Have box sets ceased to exist?
The nice man from the phone company came this afternoon to fix the plug which connects me to the outside world, obliging me to move a CD cabinet and displace the hatbox in which arrived some holiday years back housing a Girl Group box set produced by Rhino.
Once fixed and gone, I remembered to check the mail, which brings far fewer offerings than it did a couple years back, as I fade slowly into obscurity and the music industry transitions into whatever this week’s theory is that it’s transitioning into.
But I realized something was missing.
Every year since I started getting on the lists I’m now slowly being removed from, every fall came the box sets. Lavish things, some of them. Complete compilations of some artist I’d never dreamed of caring of. So I never got Charlie Rich, which I’d still like, but I’ve got a still unopened Eagles box in the bookcase which holds the whole lot of them.
Not this year.
Now…there’s absolutely no reason anybody should send me a box set these days, and so I don’t mean to complain.
On the other hand, a recent tour of eBay suggests that the CD itself has retained far more value than I might have guessed (and if people actually pay those prices, I’d best get busy).
And it is holiday time.
So my question, to the assembled multitudes, is this: Are they still making box sets?
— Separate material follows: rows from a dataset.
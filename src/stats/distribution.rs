//! Student's t distribution tail probabilities, via the regularized
//! incomplete beta function.

const LANCZOS_G: f64 = 7.0;
const LANCZOS_COEFFS: [f64; 9] = [
    0.999_999_999_999_809_9,
    676.520_368_121_885_1,
    -1_259.139_216_722_402_8,
    771.323_428_777_653_1,
    -176.615_029_162_140_6,
    12.507_343_278_686_905,
    -0.138_571_095_265_720_12,
    9.984_369_578_019_572e-6,
    1.505_632_735_149_311_6e-7,
];

const CF_MAX_ITER: usize = 300;
const CF_EPS: f64 = 1e-15;
const CF_TINY: f64 = 1e-300;

/// Natural log of the gamma function (Lanczos approximation), x > 0
pub fn ln_gamma(x: f64) -> f64 {
    if x < 0.5 {
        // Reflection formula
        let pi = std::f64::consts::PI;
        return (pi / (pi * x).sin()).ln() - ln_gamma(1.0 - x);
    }

    let x = x - 1.0;
    let mut sum = LANCZOS_COEFFS[0];
    for (i, c) in LANCZOS_COEFFS.iter().enumerate().skip(1) {
        sum += c / (x + i as f64);
    }
    let t = x + LANCZOS_G + 0.5;
    0.5 * (2.0 * std::f64::consts::PI).ln() + (x + 0.5) * t.ln() - t + sum.ln()
}

/// Continued fraction for the incomplete beta function (modified Lentz)
fn beta_continued_fraction(x: f64, a: f64, b: f64) -> f64 {
    let qab = a + b;
    let qap = a + 1.0;
    let qam = a - 1.0;

    let clamp = |v: f64| if v.abs() < CF_TINY { CF_TINY } else { v };

    let mut c = 1.0;
    let mut d = 1.0 / clamp(1.0 - qab * x / qap);
    let mut h = d;

    for m in 1..=CF_MAX_ITER {
        let m = m as f64;
        let m2 = 2.0 * m;

        let aa = m * (b - m) * x / ((qam + m2) * (a + m2));
        d = 1.0 / clamp(1.0 + aa * d);
        c = clamp(1.0 + aa / c);
        h *= d * c;

        let aa = -(a + m) * (qab + m) * x / ((a + m2) * (qap + m2));
        d = 1.0 / clamp(1.0 + aa * d);
        c = clamp(1.0 + aa / c);
        let delta = d * c;
        h *= delta;

        if (delta - 1.0).abs() < CF_EPS {
            break;
        }
    }

    h
}

/// Regularized incomplete beta function I_x(a, b)
pub fn regularized_incomplete_beta(x: f64, a: f64, b: f64) -> f64 {
    if x.is_nan() || a <= 0.0 || b <= 0.0 {
        return f64::NAN;
    }
    if x <= 0.0 {
        return 0.0;
    }
    if x >= 1.0 {
        return 1.0;
    }

    let ln_front =
        ln_gamma(a + b) - ln_gamma(a) - ln_gamma(b) + a * x.ln() + b * (1.0 - x).ln();

    if x < (a + 1.0) / (a + b + 2.0) {
        ln_front.exp() * beta_continued_fraction(x, a, b) / a
    } else {
        1.0 - ln_front.exp() * beta_continued_fraction(1.0 - x, b, a) / b
    }
}

/// Two-sided p-value of a t statistic with `df` degrees of freedom
pub fn t_two_sided_p(t: f64, df: f64) -> f64 {
    if t.is_nan() || df.is_nan() || df <= 0.0 {
        return f64::NAN;
    }
    if t.is_infinite() {
        return 0.0;
    }
    regularized_incomplete_beta(df / (df + t * t), df / 2.0, 0.5)
}
//! Box plots of the dislike score grouped by a factor's categories.

use super::font::ResolvedFont;
use super::labels;
use super::palette::viridis_palette;
use crate::model::{EncodedRecord, Factor, Frequency, Gender, ResidenceArea};
use crate::stats::quantile_sorted;
use plotters::prelude::*;
use plotters::style::text_anchor::{HPos, Pos, VPos};
use std::error::Error;
use std::path::Path;

const BOX_HALF_WIDTH: f64 = 0.4;
const CAP_HALF_WIDTH: f64 = 0.2;

/// Five-number summary with Tukey whiskers
#[derive(Debug, Clone, PartialEq)]
pub struct BoxStats {
    pub q1: f64,
    pub median: f64,
    pub q3: f64,
    /// Smallest value at or above q1 - 1.5 IQR
    pub lower_whisker: f64,
    /// Largest value at or below q3 + 1.5 IQR
    pub upper_whisker: f64,
    pub outliers: Vec<f64>,
}

impl BoxStats {
    pub fn from_values(values: &[f64]) -> Option<Self> {
        let mut sorted: Vec<f64> = values.iter().copied().filter(|v| v.is_finite()).collect();
        if sorted.is_empty() {
            return None;
        }
        sorted.sort_by(|a, b| a.total_cmp(b));

        let q1 = quantile_sorted(&sorted, 0.25);
        let median = quantile_sorted(&sorted, 0.5);
        let q3 = quantile_sorted(&sorted, 0.75);
        let iqr = q3 - q1;
        let low_fence = q1 - 1.5 * iqr;
        let high_fence = q3 + 1.5 * iqr;

        let inside: Vec<f64> = sorted
            .iter()
            .copied()
            .filter(|v| *v >= low_fence && *v <= high_fence)
            .collect();
        let lower_whisker = inside.first().copied().unwrap_or(q1);
        let upper_whisker = inside.last().copied().unwrap_or(q3);
        let outliers = sorted
            .into_iter()
            .filter(|v| *v < low_fence || *v > high_fence)
            .collect();

        Some(BoxStats {
            q1,
            median,
            q3,
            lower_whisker,
            upper_whisker,
            outliers,
        })
    }
}

/// Position of a record's answer among the factor's categories
fn category_index(record: &EncodedRecord, factor: Factor) -> Option<usize> {
    let frequency = |f: Option<Frequency>| f.and_then(|f| Frequency::ALL.iter().position(|&x| x == f));
    match factor {
        Factor::NatureContact => frequency(record.nature_contact),
        Factor::ReadingHabit => frequency(record.reading_habit),
        Factor::InsectBookReading => frequency(record.insect_book_reading),
        Factor::Gender => record
            .gender
            .and_then(|g| Gender::ALL.iter().position(|&x| x == g)),
        Factor::ResidenceArea => record
            .residence_area
            .and_then(|a| ResidenceArea::ALL.iter().position(|&x| x == a)),
    }
}

/// Scores split by category, in plot order
pub fn group_scores(records: &[EncodedRecord], factor: Factor, categories: usize) -> Vec<Vec<f64>> {
    let mut groups = vec![Vec::new(); categories];
    for record in records {
        if let (Some(score), Some(idx)) = (record.dislike_score, category_index(record, factor)) {
            groups[idx].push(score);
        }
    }
    groups
}

/// y range covering every score with a little headroom
fn score_range(groups: &[Vec<f64>]) -> (f64, f64) {
    let (lo, hi) = groups
        .iter()
        .flatten()
        .fold((f64::INFINITY, f64::NEG_INFINITY), |(lo, hi), &v| (lo.min(v), hi.max(v)));
    if !lo.is_finite() {
        return (0.0, 1.0);
    }
    let pad = ((hi - lo) * 0.05).max(1.0);
    (lo - pad, hi + pad)
}

pub fn render_boxplot(
    path: &Path,
    size: (u32, u32),
    factor: Factor,
    records: &[EncodedRecord],
    font: &ResolvedFont,
) -> Result<(), Box<dyn Error>> {
    let categories = labels::category_labels(factor, font.locale);
    let groups = group_scores(records, factor, categories.len());
    let colors = viridis_palette(categories.len());
    let (y_min, y_max) = score_range(&groups);

    let root = BitMapBackend::new(path, size).into_drawing_area();
    root.fill(&WHITE)?;

    let mut chart = ChartBuilder::on(&root)
        .margin(20)
        .x_label_area_size(70)
        .y_label_area_size(70)
        .build_cartesian_2d(-0.5f64..(categories.len() as f64 - 0.5), y_min..y_max)?;

    chart
        .configure_mesh()
        .disable_x_mesh()
        .x_labels(categories.len())
        .x_label_formatter(&|_| String::new())
        .y_desc(labels::score_label(font.locale))
        .x_desc(labels::factor_axis_label(factor, font.locale))
        .label_style((font.family, 16))
        .axis_desc_style((font.family, 18))
        .draw()?;

    for (idx, (scores, color)) in groups.iter().zip(colors.iter()).enumerate() {
        let Some(stats) = BoxStats::from_values(scores) else {
            continue;
        };
        let x = idx as f64;
        let (left, right) = (x - BOX_HALF_WIDTH, x + BOX_HALF_WIDTH);

        chart.draw_series(std::iter::once(Rectangle::new(
            [(left, stats.q1), (right, stats.q3)],
            color.filled(),
        )))?;
        chart.draw_series(std::iter::once(Rectangle::new(
            [(left, stats.q1), (right, stats.q3)],
            BLACK.stroke_width(1),
        )))?;
        chart.draw_series(std::iter::once(PathElement::new(
            vec![(left, stats.median), (right, stats.median)],
            BLACK.stroke_width(2),
        )))?;

        for (end, cap) in [(stats.q1, stats.lower_whisker), (stats.q3, stats.upper_whisker)] {
            chart.draw_series(std::iter::once(PathElement::new(
                vec![(x, end), (x, cap)],
                BLACK.stroke_width(1),
            )))?;
            chart.draw_series(std::iter::once(PathElement::new(
                vec![(x - CAP_HALF_WIDTH, cap), (x + CAP_HALF_WIDTH, cap)],
                BLACK.stroke_width(1),
            )))?;
        }

        chart.draw_series(
            stats
                .outliers
                .iter()
                .map(|&v| Circle::new((x, v), 4, BLACK.stroke_width(1))),
        )?;
    }

    // Category names under each box
    let label_style = (font.family, 16)
        .into_font()
        .color(&BLACK)
        .pos(Pos::new(HPos::Center, VPos::Top));
    for (idx, name) in categories.iter().enumerate() {
        let (px, py) = chart.backend_coord(&(idx as f64, y_min));
        root.draw(&Text::new(name.to_string(), (px, py + 8), label_style.clone()))?;
    }

    root.present()?;
    Ok(())
}
pub mod encoding;
pub mod factor;
pub mod record;
pub mod scoring;

pub use encoding::{Frequency, Gender, ResidenceArea};
pub use factor::Factor;
pub use record::{clean_records, encode_records, CleanedRecord, EncodedRecord, EncodingReport};
pub use scoring::{dislike_score, parse_item, ScorePolicy};
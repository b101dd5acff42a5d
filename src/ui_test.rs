use super::*;
use crate::extract::{ContentBundle, PageSource};
use crate::gateway::GatewayError;
use crate::session::SupersededPolicy;
use std::sync::{Arc, Mutex};

const TIMEOUT: Duration = Duration::from_secs(5);

// =========================================================================
// fixtures
// =========================================================================

struct FixedPage(Option<ContentBundle>);

impl PageSource for FixedPage {
    fn probe(&self) -> Option<ContentBundle> {
        self.0.clone()
    }
}

fn sample_bundle() -> ContentBundle {
    ContentBundle {
        url: "https://github.com/octocat/Hello-World".into(),
        owner: "octocat".into(),
        repo: "Hello-World".into(),
        description: "A sample repo".into(),
        readme_text: "Hello World example".into(),
    }
}

fn ready_session() -> Session {
    let mut session = Session::new(Arc::new(FixedPage(Some(sample_bundle()))));
    session.probe();
    session
}

struct MockGateway {
    responses: Mutex<Vec<Result<String, GatewayError>>>,
}

impl MockGateway {
    fn new(responses: Vec<Result<String, GatewayError>>) -> Self {
        Self { responses: Mutex::new(responses) }
    }
}

#[async_trait::async_trait]
impl Gateway for MockGateway {
    async fn summarize(&self, _content: &str) -> Result<String, GatewayError> {
        let mut responses = self.responses.lock().unwrap();
        if responses.is_empty() { Ok("done".into()) } else { responses.remove(0) }
    }

    async fn chat(&self, _content: &str, _prior_turns: &[Turn], _new_message: &str) -> Result<String, GatewayError> {
        let mut responses = self.responses.lock().unwrap();
        if responses.is_empty() { Ok("done".into()) } else { responses.remove(0) }
    }
}

fn assert_only_visible(view: &View, expected: Region) {
    let visible: Vec<Region> =
        view.visibility.iter().filter(|(_, visible)| *visible).map(|(region, _)| *region).collect();
    assert_eq!(visible, vec![expected], "exactly one region must be visible");
    assert_eq!(view.visible_region(), expected);
}

// =========================================================================
// region mapping
// =========================================================================

#[test]
fn every_state_maps_to_one_region() {
    assert_eq!(active_region(SessionState::Idle), Region::Loading);
    assert_eq!(active_region(SessionState::NotApplicable), Region::NotGitHub);
    assert_eq!(active_region(SessionState::NoContent), Region::NoContent);
    assert_eq!(active_region(SessionState::Ready), Region::Ready);
    assert_eq!(active_region(SessionState::Summarizing), Region::Loading);
    assert_eq!(active_region(SessionState::Result), Region::Result);
    assert_eq!(active_region(SessionState::ChatPending), Region::Result);
    assert_eq!(active_region(SessionState::Error), Region::Error);
}

#[test]
fn render_covers_all_regions_exactly_once() {
    let view = render(&ready_session());
    assert_eq!(view.visibility.len(), Region::ALL.len());
    assert_only_visible(&view, Region::Ready);
}

// =========================================================================
// render — per-state projections
// =========================================================================

#[test]
fn idle_renders_loading() {
    let session = Session::new(Arc::new(FixedPage(None)));
    assert_only_visible(&render(&session), Region::Loading);
}

#[test]
fn non_repo_page_renders_not_github() {
    let mut session = Session::new(Arc::new(FixedPage(None)));
    session.probe();
    let view = render(&session);
    assert_only_visible(&view, Region::NotGitHub);
    assert!(view.repo_name.is_none());
}

#[test]
fn ready_renders_repo_name() {
    let view = render(&ready_session());
    assert_eq!(view.repo_name.as_deref(), Some("octocat/Hello-World"));
    assert!(view.summary_text.is_none());
}

#[tokio::test]
async fn result_renders_summary_and_transcript() {
    let gateway = MockGateway::new(vec![Ok("A tidy summary.".into()), Ok("MIT.".into())]);
    let mut session = ready_session();
    session.run_summarize(&gateway, TIMEOUT).await.unwrap();
    session.run_chat(&gateway, TIMEOUT, "license?").await.unwrap();

    let view = render(&session);
    assert_only_visible(&view, Region::Result);
    assert_eq!(view.summary_text.as_deref(), Some("A tidy summary."));
    assert_eq!(view.transcript.len(), 2);
    assert!(view.chat_input_enabled);
    assert!(!view.chat_loading);
}

#[tokio::test]
async fn summarize_failure_renders_error_text() {
    let gateway = MockGateway::new(vec![Err(GatewayError::Unavailable {
        message: "Apple Intelligence is not available on this device.".into(),
    })]);
    let mut session = ready_session();
    session.run_summarize(&gateway, TIMEOUT).await.unwrap();

    let view = render(&session);
    assert_only_visible(&view, Region::Error);
    assert_eq!(view.error_text.as_deref(), Some("Apple Intelligence is not available on this device."));
}

#[tokio::test]
async fn summarizing_renders_loading() {
    let mut session = ready_session();
    let _ticket = session.begin_summarize().unwrap().unwrap();
    assert_only_visible(&render(&session), Region::Loading);
}

// =========================================================================
// transient chat sub-state
// =========================================================================

#[tokio::test]
async fn chat_in_flight_disables_input_and_shows_spinner() {
    let gateway = MockGateway::new(vec![Ok("summary".into())]);
    let mut session = ready_session();
    session.run_summarize(&gateway, TIMEOUT).await.unwrap();

    let ticket = session.begin_chat("hello").unwrap().unwrap();
    let view = render(&session);
    // Chat pending keeps the result pane; only the sub-state changes.
    assert_only_visible(&view, Region::Result);
    assert!(view.chat_loading);
    assert!(!view.chat_input_enabled);

    session.settle(&ticket, Ok("hi".into()));
    let view = render(&session);
    assert!(!view.chat_loading);
    assert!(view.chat_input_enabled);
}

#[tokio::test]
async fn summarize_in_flight_is_not_chat_loading() {
    let mut session = ready_session();
    let _ticket = session.begin_summarize().unwrap().unwrap();
    let view = render(&session);
    assert!(!view.chat_loading);
    assert!(view.chat_input_enabled);
}

// =========================================================================
// actions
// =========================================================================

#[tokio::test]
async fn summarize_action_drives_to_result() {
    let gateway = MockGateway::new(vec![Ok("summary".into())]);
    let mut session = ready_session();

    let effect = apply(&mut session, &gateway, TIMEOUT, Action::Summarize).await.unwrap();
    assert!(effect.is_none());
    assert_eq!(session.state(), SessionState::Result);
}

#[tokio::test]
async fn copy_result_yields_clipboard_effect_only_with_summary() {
    let gateway = MockGateway::new(vec![Ok("summary".into())]);
    let mut session = ready_session();

    let effect = apply(&mut session, &gateway, TIMEOUT, Action::CopyResult).await.unwrap();
    assert!(effect.is_none(), "nothing to copy before a summary exists");

    apply(&mut session, &gateway, TIMEOUT, Action::Summarize).await.unwrap();
    let effect = apply(&mut session, &gateway, TIMEOUT, Action::CopyResult).await.unwrap();
    assert_eq!(effect, Some(Effect::CopyToClipboard("summary".into())));
}

#[tokio::test]
async fn start_over_action_resets_and_reprobes() {
    let gateway = MockGateway::new(vec![Ok("summary".into())]);
    let mut session = ready_session();
    apply(&mut session, &gateway, TIMEOUT, Action::Summarize).await.unwrap();

    apply(&mut session, &gateway, TIMEOUT, Action::StartOver).await.unwrap();
    assert_eq!(session.state(), SessionState::Ready);
    assert!(session.summary().is_none());
    assert!(session.transcript().is_empty());
}

#[tokio::test]
async fn retry_action_recovers_from_error() {
    let gateway =
        MockGateway::new(vec![Err(GatewayError::Request("connection refused".into())), Ok("recovered".into())]);
    let mut session = ready_session();
    apply(&mut session, &gateway, TIMEOUT, Action::Summarize).await.unwrap();
    assert_eq!(session.state(), SessionState::Error);

    apply(&mut session, &gateway, TIMEOUT, Action::Retry).await.unwrap();
    assert_eq!(session.state(), SessionState::Result);
}

#[tokio::test]
async fn empty_chat_action_is_swallowed() {
    let gateway = MockGateway::new(vec![Ok("summary".into())]);
    let mut session = ready_session();
    apply(&mut session, &gateway, TIMEOUT, Action::Summarize).await.unwrap();

    let effect = apply(&mut session, &gateway, TIMEOUT, Action::SendChat("   ".into())).await.unwrap();
    assert!(effect.is_none());
    assert!(session.transcript().is_empty());
    assert_eq!(session.state(), SessionState::Result);
}

#[tokio::test]
async fn send_chat_action_appends_turns() {
    let gateway = MockGateway::new(vec![Ok("summary".into()), Ok("MIT.".into())]);
    let mut session = ready_session();
    apply(&mut session, &gateway, TIMEOUT, Action::Summarize).await.unwrap();

    apply(&mut session, &gateway, TIMEOUT, Action::SendChat("license?".into())).await.unwrap();
    assert_eq!(session.transcript().len(), 2);
}

// =========================================================================
// land policy still renders consistently
// =========================================================================

#[tokio::test]
async fn landed_stale_summary_renders_result() {
    let mut session = Session::with_policy(Arc::new(FixedPage(Some(sample_bundle()))), SupersededPolicy::Land);
    session.probe();
    let ticket = session.begin_summarize().unwrap().unwrap();
    session.start_over();

    session.settle(&ticket, Ok("late summary".into()));
    let view = render(&session);
    assert_only_visible(&view, Region::Result);
    assert_eq!(view.summary_text.as_deref(), Some("late summary"));
}
//! Gateway — opaque boundary to the local text-generation host.
//!
//! DESIGN
//! ======
//! Two logical operations, `summarize(content)` and
//! `chat(content, prior_turns, new_message)`, each returning generated text
//! or a typed error. The [`Gateway`] trait keeps the session testable with
//! scripted mocks; [`HostClient`] is the real transport over the host's
//! JSON message envelope. The host is treated as a black box: unreachable,
//! slow, or refusing (capability disabled, device ineligible, model not
//! ready) are all ordinary outcomes, surfaced as [`GatewayError`].

pub mod config;
pub mod host;
pub mod types;

pub use config::{GatewayConfig, GatewayTimeouts};
pub use host::HostClient;
pub use types::{Gateway, GatewayError, Role, Turn};
//! Content extraction from GitHub repository pages.
//!
//! DESIGN
//! ======
//! Pure reads over a parsed document: classify the page location, resolve a
//! description and README text through ordered fallback selector lists, and
//! normalize into a [`ContentBundle`]. `extract` returns `None` when the
//! page is not a repository page at all — distinct from a matched page that
//! yields no text, which is signaled by an all-empty bundle.

use std::sync::LazyLock;

use scraper::{Html, Selector};
use url::Url;

/// Path first-segments that are never repository owners.
const RESERVED_SEGMENTS: [&str; 5] = ["orgs", "teams", "search", "settings", "explore"];

/// Description fallbacks, tried in order after the `og:description` meta tag.
const DESCRIPTION_SELECTORS: [&str; 3] = [
    r##"[data-pjax="#repo-content-pjax-container"] p"##,
    ".f4.mb-3",
    r#"[itemprop="description"]"#,
];

/// README containers, tried in order. First non-empty text wins.
const README_SELECTORS: [&str; 4] = [
    "#readme .markdown-body",
    "#readme article.markdown-body",
    "article.markdown-body.entry-content",
    r#"[data-target="readme-toc"]"#,
];

static META_DESCRIPTION: LazyLock<Selector> =
    LazyLock::new(|| Selector::parse(r#"meta[property="og:description"]"#).expect("static selector"));

static DESCRIPTION_FALLBACKS: LazyLock<Vec<Selector>> = LazyLock::new(|| {
    DESCRIPTION_SELECTORS.iter().map(|s| Selector::parse(s).expect("static selector")).collect()
});

static README_FALLBACKS: LazyLock<Vec<Selector>> =
    LazyLock::new(|| README_SELECTORS.iter().map(|s| Selector::parse(s).expect("static selector")).collect());

// =============================================================================
// CONTENT BUNDLE
// =============================================================================

/// Normalized text extracted from one repository page.
///
/// Immutable once produced; the session holds it for the lifetime of one
/// page visit.
#[derive(Debug, Clone, PartialEq, Eq)]
pub struct ContentBundle {
    /// Full page URL the bundle was extracted from.
    pub url: String,
    /// Repository owner (first path segment).
    pub owner: String,
    /// Repository name (second path segment).
    pub repo: String,
    /// Human-readable description; empty when the page has none.
    pub description: String,
    /// Flattened README text; falls back to the description when the README
    /// is empty so downstream never sees an all-empty bundle if any text
    /// exists.
    pub readme_text: String,
}

impl ContentBundle {
    /// `owner/repo` identifier.
    #[must_use]
    pub fn name(&self) -> String {
        format!("{}/{}", self.owner, self.repo)
    }

    /// True when the page matched but yielded no usable text.
    #[must_use]
    pub fn is_empty(&self) -> bool {
        self.description.is_empty() && self.readme_text.is_empty()
    }

    /// Build the project-content block sent to the generation host.
    #[must_use]
    pub fn prompt_content(&self) -> String {
        let mut parts = vec![format!("Repository: {}", self.name()), format!("URL: {}", self.url), String::new()];
        if !self.description.is_empty() {
            parts.push("Description:".into());
            parts.push(self.description.clone());
            parts.push(String::new());
        }
        if !self.readme_text.is_empty() {
            parts.push("README / Project content:".into());
            parts.push("---".into());
            parts.push(self.readme_text.clone());
        }
        parts.join("\n")
    }
}

// =============================================================================
// EXTRACTION
// =============================================================================

/// Extract a [`ContentBundle`] from a repository page.
///
/// Returns `None` when the URL path does not identify a repository root page
/// (fewer than two segments, or a reserved first segment). A matched page
/// with no readable text returns an all-empty bundle instead.
#[must_use]
pub fn extract(html: &str, url: &Url) -> Option<ContentBundle> {
    let (owner, repo) = repo_from_path(url.path())?;
    let owner = owner.to_string();
    let repo = repo.to_string();

    let document = Html::parse_document(html);

    let mut description = document
        .select(&META_DESCRIPTION)
        .find_map(|el| el.value().attr("content"))
        .map(|c| c.trim().to_string())
        .unwrap_or_default();
    if description.is_empty() {
        description = first_non_empty_text(&document, &DESCRIPTION_FALLBACKS);
    }

    let mut readme_text = first_non_empty_text(&document, &README_FALLBACKS);
    if readme_text.is_empty() && !description.is_empty() {
        readme_text = description.clone();
    }

    Some(ContentBundle { url: url.to_string(), owner, repo, description, readme_text })
}

/// Classify a URL path as a repository page: at least two non-empty
/// segments, first segment not reserved.
fn repo_from_path(path: &str) -> Option<(&str, &str)> {
    let mut segments = path.split('/').filter(|s| !s.is_empty());
    let owner = segments.next()?;
    let repo = segments.next()?;
    if RESERVED_SEGMENTS.contains(&owner) {
        return None;
    }
    Some((owner, repo))
}

/// First non-empty flattened text across an ordered selector list.
fn first_non_empty_text(document: &Html, selectors: &[Selector]) -> String {
    for selector in selectors {
        for el in document.select(selector) {
            let text = flatten_text(&el.text().collect::<Vec<_>>().concat());
            if !text.is_empty() {
                return text;
            }
        }
    }
    String::new()
}

/// Collapse whitespace runs to single spaces and trim.
fn flatten_text(raw: &str) -> String {
    raw.split_whitespace().collect::<Vec<_>>().join(" ")
}

// =============================================================================
// PAGE SOURCE
// =============================================================================

/// The page collaborator the session probes. Selectors are queried once per
/// probe; no other assumptions about document stability.
pub trait PageSource: Send + Sync {
    /// Run extraction against the current page.
    fn probe(&self) -> Option<ContentBundle>;
}

/// A captured page: URL plus raw HTML.
pub struct HtmlPage {
    url: Url,
    html: String,
}

impl HtmlPage {
    #[must_use]
    pub fn new(url: Url, html: String) -> Self {
        Self { url, html }
    }
}

impl PageSource for HtmlPage {
    fn probe(&self) -> Option<ContentBundle> {
        extract(&self.html, &self.url)
    }
}

#[cfg(test)]
#[path = "extract_test.rs"]
mod tests;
Or is that one of the first casualties of the digital age?
And if they’ve stopped making them, do you miss them?
Me, I liked the packaging, but I never have listened to all ten discs of Hank Williams, nor, in truth, even to the whole Chuck Berry set I was kindly given by a woman at MCA more than a decade back. But it sits on the shelf, still, and when I needed to look up his version of “Hellbound Train,” there ’twas. Which is why I keep them. That, and the packaging.
Consider this an open thread, should anybody wish to talk about their favorite sets, or the irreplaceable ones. Or not.